**Task material**
· · ·
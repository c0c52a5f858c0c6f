//! Per-unit diagnostic queue.
//!
//! Features:
//! - Error limit, past which errors are counted but not stored
//! - Deduplication of exact repeats (same code, primary span and message)
//! - Stable ordering by source position on flush
//! - `ErrorGuaranteed` proof that errors were emitted

use kiln_ir::Span;

use crate::{Diagnostic, ErrorGuaranteed};

/// Configuration for diagnostic processing.
#[derive(Clone, Debug, Eq, PartialEq, Hash)]
pub struct DiagnosticConfig {
    /// Maximum number of stored errors (0 = unlimited).
    pub error_limit: usize,
    /// Drop diagnostics identical to one already queued.
    pub deduplicate: bool,
}

impl Default for DiagnosticConfig {
    fn default() -> Self {
        DiagnosticConfig {
            error_limit: 20,
            deduplicate: true,
        }
    }
}

impl DiagnosticConfig {
    /// Create a config with no limits (for testing).
    pub fn unlimited() -> Self {
        DiagnosticConfig {
            error_limit: 0,
            deduplicate: false,
        }
    }
}

/// Accumulates the diagnostics of one compilation unit.
///
/// Adding a diagnostic never aborts anything; callers propagate the
/// returned [`ErrorGuaranteed`] themselves.
#[derive(Clone, Debug, Default)]
pub struct DiagnosticQueue {
    diagnostics: Vec<Diagnostic>,
    error_count: usize,
    suppressed: usize,
    config: DiagnosticConfig,
}

impl DiagnosticQueue {
    /// Create a new diagnostic queue with default configuration.
    pub fn new() -> Self {
        Self::default()
    }

    /// Create a diagnostic queue with custom configuration.
    pub fn with_config(config: DiagnosticConfig) -> Self {
        DiagnosticQueue {
            config,
            ..Self::default()
        }
    }

    pub fn config(&self) -> &DiagnosticConfig {
        &self.config
    }

    /// Emit an error diagnostic and get proof it was emitted.
    ///
    /// Errors past the configured limit, and exact duplicates, are counted
    /// but not stored. The proof is returned either way.
    pub fn emit_error(&mut self, diag: Diagnostic) -> ErrorGuaranteed {
        debug_assert!(diag.is_error(), "emit_error called with a non-error");
        let dropped = self.limit_reached() || self.is_duplicate(&diag);
        self.error_count += 1;
        if dropped {
            self.suppressed += 1;
        } else {
            self.diagnostics.push(diag);
        }
        ErrorGuaranteed::new()
    }

    /// Queue a warning or note. Returns `false` if it was filtered.
    pub fn add(&mut self, diag: Diagnostic) -> bool {
        if diag.is_error() {
            let _ = self.emit_error(diag);
            return true;
        }
        if self.is_duplicate(&diag) {
            return false;
        }
        self.diagnostics.push(diag);
        true
    }

    fn is_duplicate(&self, diag: &Diagnostic) -> bool {
        self.config.deduplicate
            && self.diagnostics.iter().any(|d| {
                d.code == diag.code
                    && d.primary_span() == diag.primary_span()
                    && d.message == diag.message
            })
    }

    /// Check if the error limit has been reached.
    pub fn limit_reached(&self) -> bool {
        let stored = self.error_count - self.suppressed;
        self.config.error_limit > 0 && stored >= self.config.error_limit
    }

    /// Number of errors emitted, including suppressed ones.
    pub fn error_count(&self) -> usize {
        self.error_count
    }

    /// Number of errors that were counted but not stored.
    pub fn suppressed_count(&self) -> usize {
        self.suppressed
    }

    /// Proof of failure if any error was emitted.
    pub fn has_errors(&self) -> Option<ErrorGuaranteed> {
        ErrorGuaranteed::from_error_count(self.error_count)
    }

    /// Queued diagnostics in emission order.
    pub fn diagnostics(&self) -> &[Diagnostic] {
        &self.diagnostics
    }

    /// Sort diagnostics by position and return them, resetting the queue.
    ///
    /// Diagnostics without a primary span sort last; ties keep emission order.
    pub fn flush(&mut self) -> Vec<Diagnostic> {
        let mut result = std::mem::take(&mut self.diagnostics);
        result.sort_by_key(|d| d.primary_span().map_or((1, Span::DUMMY), |s| (0, s)));
        self.error_count = 0;
        self.suppressed = 0;
        result
    }
}
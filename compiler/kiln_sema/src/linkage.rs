/// Visibility of a declared symbol.
#[derive(Copy, Clone, Debug, PartialEq, Eq, Hash)]
pub enum Linkage {
    /// Local to the unit.
    Intern,
    /// Visible to other units.
    Extern,
}

impl Linkage {
    pub fn from_keyword(text: &str) -> Option<Self> {
        match text {
            "intern" => Some(Linkage::Intern),
            "extern" => Some(Linkage::Extern),
            _ => None,
        }
    }

    pub fn as_str(self) -> &'static str {
        match self {
            Linkage::Intern => "intern",
            Linkage::Extern => "extern",
        }
    }

    pub fn backend(self) -> kiln_backend::Linkage {
        match self {
            Linkage::Intern => kiln_backend::Linkage::Internal,
            Linkage::Extern => kiln_backend::Linkage::External,
        }
    }
}
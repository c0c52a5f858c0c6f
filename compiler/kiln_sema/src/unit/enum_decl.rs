//! `(def Name (enum linkage type (element...)))`
//!
//! An element is a bare symbol (valued one past the previous member, or 0
//! first) or `(symbol integer)`. Any other list is offered to the macro
//! expander before being rejected.
//!
//! Members are collected in an [`EnumBuilder`] and nothing is registered
//! until every element has been validated and both the enum name and the
//! backing struct name are known to be free.

use kiln_backend::BackendError;
use kiln_diagnostic::{ErrorCode, ErrorGuaranteed};
use kiln_ir::{Name, NodeId, NodeKind, TokenKind};
use kiln_types::Idx;
use smallvec::smallvec;

use super::Unit;
use crate::{abi, errors, EnumBuilder, FormResult, MemberError, Struct};

impl Unit {
    /// `parts` is the body list: `enum`, linkage, type, elements. Anything
    /// after the elements is ignored.
    pub(crate) fn define_enum(
        &mut self,
        name_node: NodeId,
        name: Name,
        body: NodeId,
        parts: &[NodeId],
    ) -> FormResult<()> {
        self.check_min_arity(body, "enum", parts, 3)?;
        let linkage = self.parse_linkage(parts[1])?;
        let underlying = self.resolve_type(parts[2])?;
        if !self.ctx.pool.is_integer(underlying) {
            return Err(self.ctx.error(errors::enum_type_not_integer(
                self.span(parts[2]),
                &self.ctx.type_name(underlying),
            )));
        }
        let elements = self.expect_list(parts[3], "enum elements")?;
        let Some(bits) = self.ctx.pool.int_width(underlying) else {
            return Err(self.ctx.error(errors::internal(
                self.span(parts[2]),
                "integer type without a width",
            )));
        };

        let mut builder = EnumBuilder::new(bits, self.ctx.pool.is_signed(underlying));
        for &element in &elements {
            self.add_enum_element(&mut builder, element, underlying, 0)?;
        }

        // Both names must be free before anything is committed.
        if self.ctx.has_local_enum(name) {
            return Err(self.ctx.error(errors::redeclaration(
                ErrorCode::E3001,
                self.span(name_node),
                self.ctx.name_str(name),
            )));
        }
        if self.ctx.has_local_struct(name) {
            return Err(self.redeclared_struct(name_node, name));
        }
        let member = self.ctx.backend_type(underlying);
        let symbol = self.ctx.struct_symbol(name);
        let backing = match self.ctx.module.named_struct(&symbol, vec![member]) {
            Ok(ty) => ty,
            Err(BackendError::DuplicateSymbol(_)) => {
                return Err(self.redeclared_struct(name_node, name));
            }
            Err(err) => return Err(self.ctx.report_backend(&err, self.span(name_node))),
        };

        let path = self.ctx.namespace_path().to_vec();
        let enum_ty = self.ctx.pool.named_enum(name, &path);
        let struct_ty = self.ctx.pool.named_struct(name, &path);
        self.ctx.set_backend_type(enum_ty, backing);
        self.ctx.set_backend_type(struct_ty, backing);

        let once_tag = self.ctx.once_tag().map(str::to_owned);
        let members = builder.len();
        let e = builder.finish(linkage, once_tag.clone(), enum_ty, underlying);
        let s = Struct {
            linkage,
            once_tag,
            ty: struct_ty,
            backend: backing,
            symbol,
            members: smallvec![(self.kw.enum_value, underlying)],
        };
        let added = self.ctx.add_enum(name, e) && self.ctx.add_struct(name, s);
        debug_assert!(added, "names checked above");
        tracing::debug!(
            name = self.ctx.name_str(name),
            members,
            linkage = linkage.as_str(),
            "declared enum"
        );

        abi::register_enum(&mut self.ctx, name, enum_ty, underlying, linkage, self.arena.span(body))
    }

    fn redeclared_struct(&mut self, name_node: NodeId, name: Name) -> ErrorGuaranteed {
        self.ctx.error(errors::redeclaration(
            ErrorCode::E3002,
            self.span(name_node),
            self.ctx.name_str(name),
        ))
    }

    fn add_enum_element(
        &mut self,
        builder: &mut EnumBuilder,
        element: NodeId,
        underlying: Idx,
        depth: u32,
    ) -> FormResult<()> {
        match self.arena.kind(element) {
            NodeKind::Token(token) if token.kind == TokenKind::Symbol => {
                let result = builder.add_auto(token.text).map(|_| ());
                self.member_result(result, element, token.text, underlying)
            }
            NodeKind::Token(_) => Err(self.bad_element(element)),
            NodeKind::List(_) => {
                let items = self.items(element).unwrap_or_default();
                let explicit = match items.as_slice() {
                    [name, value] => self
                        .arena
                        .symbol(*name)
                        .zip(self.arena.token(*value).filter(|t| t.kind == TokenKind::Int)),
                    _ => None,
                };
                if let Some((name, literal)) = explicit {
                    let value = self.enum_literal(items[1], literal.text, underlying)?;
                    let result = builder.add_explicit(name, value);
                    return self.member_result(result, element, name, underlying);
                }
                match self.try_expand(element, depth)? {
                    Some(expanded) => {
                        self.add_enum_element(builder, expanded, underlying, depth + 1)
                    }
                    None => Err(self.bad_element(element)),
                }
            }
        }
    }

    /// Value of an explicit member literal, read at the underlying type's width.
    fn enum_literal(&mut self, node: NodeId, text: Name, underlying: Idx) -> FormResult<i128> {
        let text = self.ctx.name_str(text);
        let signed = self.ctx.pool.is_signed(underlying);
        let llty = self.ctx.backend_type(underlying);
        let value = match self.ctx.module.const_int_from_str(llty, signed, text) {
            Ok(value) => value,
            Err(BackendError::LiteralOutOfRange { .. }) => {
                return Err(self.out_of_range(node, text, underlying));
            }
            Err(_) => {
                return Err(self.ctx.error(errors::unexpected_element(
                    self.span(node),
                    "integer literal",
                    "enum element",
                    text,
                )));
            }
        };
        let parsed = if signed {
            self.ctx.module.const_int_value(value)
        } else {
            self.ctx
                .module
                .const_uint_value(value)
                .and_then(|raw| i128::try_from(raw).ok())
        };
        parsed.ok_or_else(|| self.out_of_range(node, text, underlying))
    }

    fn member_result(
        &mut self,
        result: Result<(), MemberError>,
        element: NodeId,
        name: Name,
        underlying: Idx,
    ) -> FormResult<()> {
        match result {
            Ok(()) => Ok(()),
            Err(MemberError::Duplicate) => Err(self.ctx.error(errors::redeclaration(
                ErrorCode::E3003,
                self.span(element),
                self.ctx.name_str(name),
            ))),
            Err(MemberError::OutOfRange(value)) => {
                Err(self.out_of_range(element, &value.to_string(), underlying))
            }
        }
    }

    fn out_of_range(
        &mut self,
        node: NodeId,
        text: &str,
        underlying: Idx,
    ) -> ErrorGuaranteed {
        self.ctx.error(errors::literal_out_of_range(
            self.span(node),
            text,
            &self.ctx.type_name(underlying),
        ))
    }

    fn bad_element(&mut self, element: NodeId) -> ErrorGuaranteed {
        self.ctx.error(errors::unexpected_element(
            self.span(element),
            "symbol or (symbol integer)",
            "enum elements",
            &self.display(element),
        ))
    }
}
· · ·
**Exercise prompt**
Provide only the count of lines above in which the word "smallvec" occurs.

**Task output**
2